This is not a bid to judge the greatest books of the century, but rather those that define their eras. Breaking a literary mould is not enough for inclusion: most of these books played a role in events or shaped society's view of itself at the time. Historical fiction has been largely pushed to one side in favour of work with period furniture, or that carries a contemporary essence in its idea of the future (Brave New World, 1984).
One area is the authors that helped define the various generations. I was most pleased to see Albert Camus mentioned next to Ian Fleming, so no literary snobbery here:
The first world war also shaped the life of Albert Camus, whose father was killed on the Marne in 1914. He became a great French author, but he came from far outside French high culture. His mother was an illiterate cleaning woman and he was born and educated in Algeria, where many of his works, such as L’Étranger [The Outsider] and La Peste [The Plague] were set.
His most famous book was distinctive of its era yet took a tangent to the times. You would know nothing directly of the second world war from The Outsider, which was first published in 1942, yet its sense of the absurd is formed by that calamity. Meursault, Camus’s anti-hero, was a new modern character, unillusioned rather than disillusioned. Recognising “the benign indifference of the universe”, the only moral purpose that an individual can find is mere truthfulness about this bleak state of affairs. Meursault is a murderer, yet he dies because he is unwilling to fake the guilt required by those who sit in judgment on him.
Camus’s philosophical work of the 1940s, The Myth of Sisyphus, begins from “the one really serious philosophical question, and that is suicide”. He had been a communist, but before his death in a car crash aged 46, he had fallen out with his former comrade Jean-Paul Sartre largely because of his growing political scepticism. Even politics did not give life significance.
So from French existentialism we have British Thriller writing holding onto a decaying Empire.
Some authors are true to their age by giving form to a culture’s enjoyable fantasies. This is what Ian Fleming did by creating James Bond in the 1950s. You might not think from Bond’s behaviour that its author knew anything of real spies, but in fact Fleming, after Eton and Sandhurst, had worked for naval intelligence in the war. Beginning with Casino Royale in 1953, he set out to write bestsellers, with a recipe well characterised by the then leader of the Labour party, Hugh Gaitskell. “The combination of sex, violence, and alcohol and -- at intervals -- good food was to me irresistible.” With their adaptation of the traditional adventure story to a modern age and their witty hedonism, Fleming’s novels were hugely influential.
From Russia With Love may make its thrills out of the cold war, but this is not what makes it distinctive of its epoch. It is rather its sophisticated belief in pleasure. Ruthless and gentlemanly, patriotic and amoral, Bond is a connoisseur of sensations, and the enviable, not entirely pleasant hero for an age. Fleming himself, posh but populist, penning his sophisticated entertainments at his retreat in the West Indies, seemed just the man to be producing these shiny international novels.
You can read more about authors who defined their decade here.

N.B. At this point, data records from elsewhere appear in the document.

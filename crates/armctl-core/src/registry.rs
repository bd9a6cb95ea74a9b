//! Actuator boundary and the fixed joint → actuator table.

use crate::error::{ActuatorFault, JointError};
use crate::joint::JointId;
use serde::{Deserialize, Serialize};
use std::collections::BTreeMap;

// ---------------------------------------------------------------------------
// Actuator
// ---------------------------------------------------------------------------

/// Driver for one servo channel. Angles are in native (input) degrees.
pub trait Actuator {
    /// Last angle the servo was commanded to.
    fn angle(&self) -> Result<f64, ActuatorFault>;

    fn set_angle(&mut self, angle: f64) -> Result<(), ActuatorFault>;
}

/// Inclusive actuation range of a servo, in native degrees.
#[derive(Debug, Clone, Copy, PartialEq, Serialize, Deserialize)]
pub struct ServoRange {
    pub min: f64,
    pub max: f64,
}

impl ServoRange {
    pub fn contains(&self, angle: f64) -> bool {
        angle >= self.min && angle <= self.max
    }
}

impl Default for ServoRange {
    fn default() -> Self {
        Self { min: 0.0, max: 180.0 }
    }
}

// ---------------------------------------------------------------------------
// SimulatedServo
// ---------------------------------------------------------------------------

/// In-memory hobby servo. Refuses commands outside its actuation range the
/// way a PWM servo driver does, and otherwise just remembers the angle.
#[derive(Debug, Clone)]
pub struct SimulatedServo {
    channel: u8,
    range: ServoRange,
    angle: f64,
}

impl SimulatedServo {
    pub fn new(channel: u8, range: ServoRange, initial: f64) -> Self {
        Self {
            channel,
            range,
            angle: initial,
        }
    }

    pub fn channel(&self) -> u8 {
        self.channel
    }
}

impl Actuator for SimulatedServo {
    fn angle(&self) -> Result<f64, ActuatorFault> {
        Ok(self.angle)
    }

    fn set_angle(&mut self, angle: f64) -> Result<(), ActuatorFault> {
        if !angle.is_finite() {
            return Err(ActuatorFault::new(format!(
                "channel {}: angle {angle} is not a number",
                self.channel
            )));
        }
        if !self.range.contains(angle) {
            return Err(ActuatorFault::new(format!(
                "channel {}: angle {angle:.2} outside actuation range {}..={}",
                self.channel, self.range.min, self.range.max
            )));
        }
        self.angle = angle;
        Ok(())
    }
}

// ---------------------------------------------------------------------------
// JointRegistry
// ---------------------------------------------------------------------------

/// The arm's joints, each bound to its actuator. The set is fixed at construction.
pub struct JointRegistry {
    actuators: BTreeMap<JointId, Box<dyn Actuator>>,
}

impl JointRegistry {
    pub fn new(actuators: BTreeMap<JointId, Box<dyn Actuator>>) -> Self {
        Self { actuators }
    }

    pub fn contains(&self, joint: JointId) -> bool {
        self.actuators.contains_key(&joint)
    }

    pub fn joints(&self) -> impl Iterator<Item = JointId> + '_ {
        self.actuators.keys().copied()
    }

    pub fn get_native_angle(&self, joint: JointId) -> Result<f64, JointError> {
        let actuator = self
            .actuators
            .get(&joint)
            .ok_or(JointError::UnknownJoint(joint))?;
        actuator
            .angle()
            .map_err(|fault| JointError::ActuatorFault { joint, fault })
    }

    pub fn set_native_angle(&mut self, joint: JointId, angle: f64) -> Result<(), JointError> {
        let actuator = self
            .actuators
            .get_mut(&joint)
            .ok_or(JointError::UnknownJoint(joint))?;
        actuator
            .set_angle(angle)
            .map_err(|fault| JointError::ActuatorFault { joint, fault })
    }

    /// Last known angle of every joint whose driver can report one.
    pub fn snapshot(&self) -> BTreeMap<JointId, f64> {
        self.actuators
            .iter()
            .filter_map(|(joint, a)| a.angle().ok().map(|angle| (*joint, angle)))
            .collect()
    }
}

Of course you need to consider the role of the “bestsellers” that peppered the decades and shaped our view of the world. As a Crime/Thriller devotee I was pleased to read this:
Probably the biggest selling English language author of the 20 century, for instance, was one Mickey Spillane, an author of hard-boiled detective fiction. Estimates suggest that Spillane sold over 200 million books in his lifetime, most of them in the US, but plenty here in the UK too. He was hated by critics, derided by other writers. Hemingway loathed him. Fellow crime writer Raymond Chandler (another whose artistry the critics only recognised long after the public at large) described Spillane as a writing “gorilla” and said that “pulp writing at its worst was never as bad as this stuff”. What's more, Spillane himself had a pretty low opinion of his work, putting the success of his books down to the simple fact that “people like them”. By the later years of his long life, it seemed as if he was doomed to disappear without a trace, unloved and unlamented. Then a funny thing happened. His rough prose began to win recognition, the New York Times called him “a master”, a Pittsburgh professor wrote a companion to his novels, and publishers reissued his books with pleasant, brightly coloured pulp fiction covers. His reputation is stronger now than at any time during his life, and although he may not be selling in the same mind-blowing quantities, he seems set to last.
You can read the whole story here.

The supplement then publishes what it considers are the 50 books that defined our era and this list will provoke thought and interested controversy.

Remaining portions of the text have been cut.